The results: US nuclear fleet capacity factor rose from 56% in 1980 to 92%+ by 2022. Refueling outage duration dropped from 80+ days to 25–38 days. Fleet O&M generating cost fell from $52.83/MWh to $31.76/MWh. Participation in EPRI’s PM analytics platform reached 99% of the North American nuclear fleet, with over $200 million in documented annual savings.

John Moubray’s response was to publish “The Case Against Streamlined RCM” in 2000, calling template approaches “indefensible” and warning practitioners they could face prison sentences. Twenty-five years later: zero criminal prosecutions for choosing a template-based methodology.

This screed is telling – it is the work of a zealot that believes his way is the only way. Zealotry is at its peak when ideology meets economic incentive, and there was a whole circus happy to build and defend a wall against progress that did not involve them.

Who Built the Wall

RCM did not come from the burning bush. As outlined here, it was developed very specifically by the airline industry for the specific use case of regulated, standardized aircraft fleet moving into the jet age and away from time-based overhauls. One of the key forces in applying it to the rest of industry – and commercializing the approach – was John Moubray.

Moubray and Aladon

Moubray’s Aladon LLC created the economic template: proprietary RCM2 training at $5,000–$15,000 per seat, a certified facilitator credential gating who could run workshops, consulting engagements at $50,000–$500,000 per system analysis, and a book that moved over 100,000 copies. Aladon built a franchise of “exclusive providers” certified to deliver RCM2/RCM3 training and facilitation. The facilitator certification program defines 45 distinct competencies, requires a 10-day advanced course, and mandates biennial technical audits. The network’s revenue depends on the premise that full-rigor RCM is the only defensible approach, and Moubray himself issued a bull in 2000 condemning attempts to shortcut the rite.

JA1011

Moubray’s approach was seemingly knighted by the standards lords when his approach largely became SAE JA1011, “Evaluation Criteria for Reliability-Centered Maintenance Processes.” The standard defined “RCM” as conformance to a seven-question process in a specific sequence. It does not validate outcomes. It validates process conformance.

The aviation lineage, from Nowland and Heap to JA1011, seems impressive. The truth is that Moubray found entry into a SAE committee that had a very specific mission that had nothing to do with brownfield plant maintenance. JA1011 was produced at the request of the U.S. Navy as a replacement to its RCM manual that was meant as a specification for manufacturers to develop and deliver maintenance programs as part of the procurement package for new aircraft, ships, and other weapons systems.

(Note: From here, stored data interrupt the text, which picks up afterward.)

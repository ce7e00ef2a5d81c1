//! In-memory catalog, optionally loaded from a JSON export of the store.

use async_trait::async_trait;
use std::collections::BTreeSet;
use std::path::Path;
use tracing::{info, instrument};

use crate::catalog::CatalogGateway;
use crate::error::{BudgetError, BudgetResult};
use crate::models::{CatalogDocument, CatalogEntry};

/// JSON files may hold one document or an array of them
#[derive(serde::Deserialize)]
#[serde(untagged)]
enum DocumentFile {
    Many(Vec<CatalogDocument>),
    One(CatalogDocument),
}

/// Catalog held in memory, in insertion order
#[derive(Debug, Clone, Default)]
pub struct InMemoryCatalog {
    entries: Vec<CatalogEntry>,
}

impl InMemoryCatalog {
    pub fn new(entries: Vec<CatalogEntry>) -> Self {
        Self { entries }
    }

    /// Build from raw documents, applying the boundary defaults
    pub fn from_documents(documents: impl IntoIterator<Item = CatalogDocument>) -> Self {
        Self::new(
            documents
                .into_iter()
                .filter_map(CatalogDocument::into_entry)
                .collect(),
        )
    }

    /// Parse a JSON document or array of documents
    pub fn from_json_str(json: &str) -> BudgetResult<Self> {
        let file: DocumentFile = serde_json::from_str(json)
            .map_err(|e| BudgetError::CatalogUnavailable(format!("invalid catalog JSON: {e}")))?;

        Ok(match file {
            DocumentFile::Many(documents) => Self::from_documents(documents),
            DocumentFile::One(document) => Self::from_documents([document]),
        })
    }

    /// Load a catalog export from disk
    #[instrument]
    pub async fn from_json_file(path: &Path) -> BudgetResult<Self> {
        let raw = tokio::fs::read_to_string(path).await.map_err(|e| {
            BudgetError::CatalogUnavailable(format!("cannot read {}: {e}", path.display()))
        })?;
        let catalog = Self::from_json_str(&raw)?;
        info!(entries = catalog.len(), "Loaded catalog file");
        Ok(catalog)
    }

    /// Append another catalog's entries after this one's
    pub fn merge(&mut self, other: InMemoryCatalog) {
        self.entries.extend(other.entries);
    }

    pub fn len(&self) -> usize {
        self.entries.len()
    }

    pub fn is_empty(&self) -> bool {
        self.entries.is_empty()
    }
}

#[async_trait]
impl CatalogGateway for InMemoryCatalog {
    async fn list_providers(&self) -> BudgetResult<BTreeSet<String>> {
        Ok(self
            .entries
            .iter()
            .map(|e| e.provider.clone())
            .filter(|provider| !provider.trim().is_empty())
            .collect())
    }

    async fn list_categories(&self, provider: &str) -> BudgetResult<BTreeSet<String>> {
        Ok(self
            .entries
            .iter()
            .filter(|e| e.provider == provider)
            .map(|e| e.service_type.clone())
            .filter(|category| !category.trim().is_empty())
            .collect())
    }

    async fn list_resources(
        &self,
        provider: &str,
        category: &str,
    ) -> BudgetResult<Vec<CatalogEntry>> {
        Ok(self
            .entries
            .iter()
            .filter(|e| e.provider == provider && e.service_type == category)
            .cloned()
            .collect())
    }
}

Every single environment where RCM was originally developed and deployed shared six enabling conditions that made seven-question functional FMEA economically rational:

The OEM performed the analysis and priced it into the procurement contract
The fleet was homogeneous (one aircraft type, one ship class)
The engineering data package was a contract deliverable from the manufacturer
The maintenance plan was written and regulator-approved before the asset entered service
The analytical unit was a cleanly-bounded designed-as-a-system unit with well-defined functional interfaces
Regulatory compulsion (FAA Maintenance Review Board approval, DoD Logistic Support Analysis requirements) made the spend non-discretionary

JA1011 was meant to replace MIL-STD-2173, which states on its first page: “This standard is to be used by contractors during development of new systems and equipment.” This RCM approach was not built for operators trying to reverse-engineer what their long-dead vendors should have delivered decades ago.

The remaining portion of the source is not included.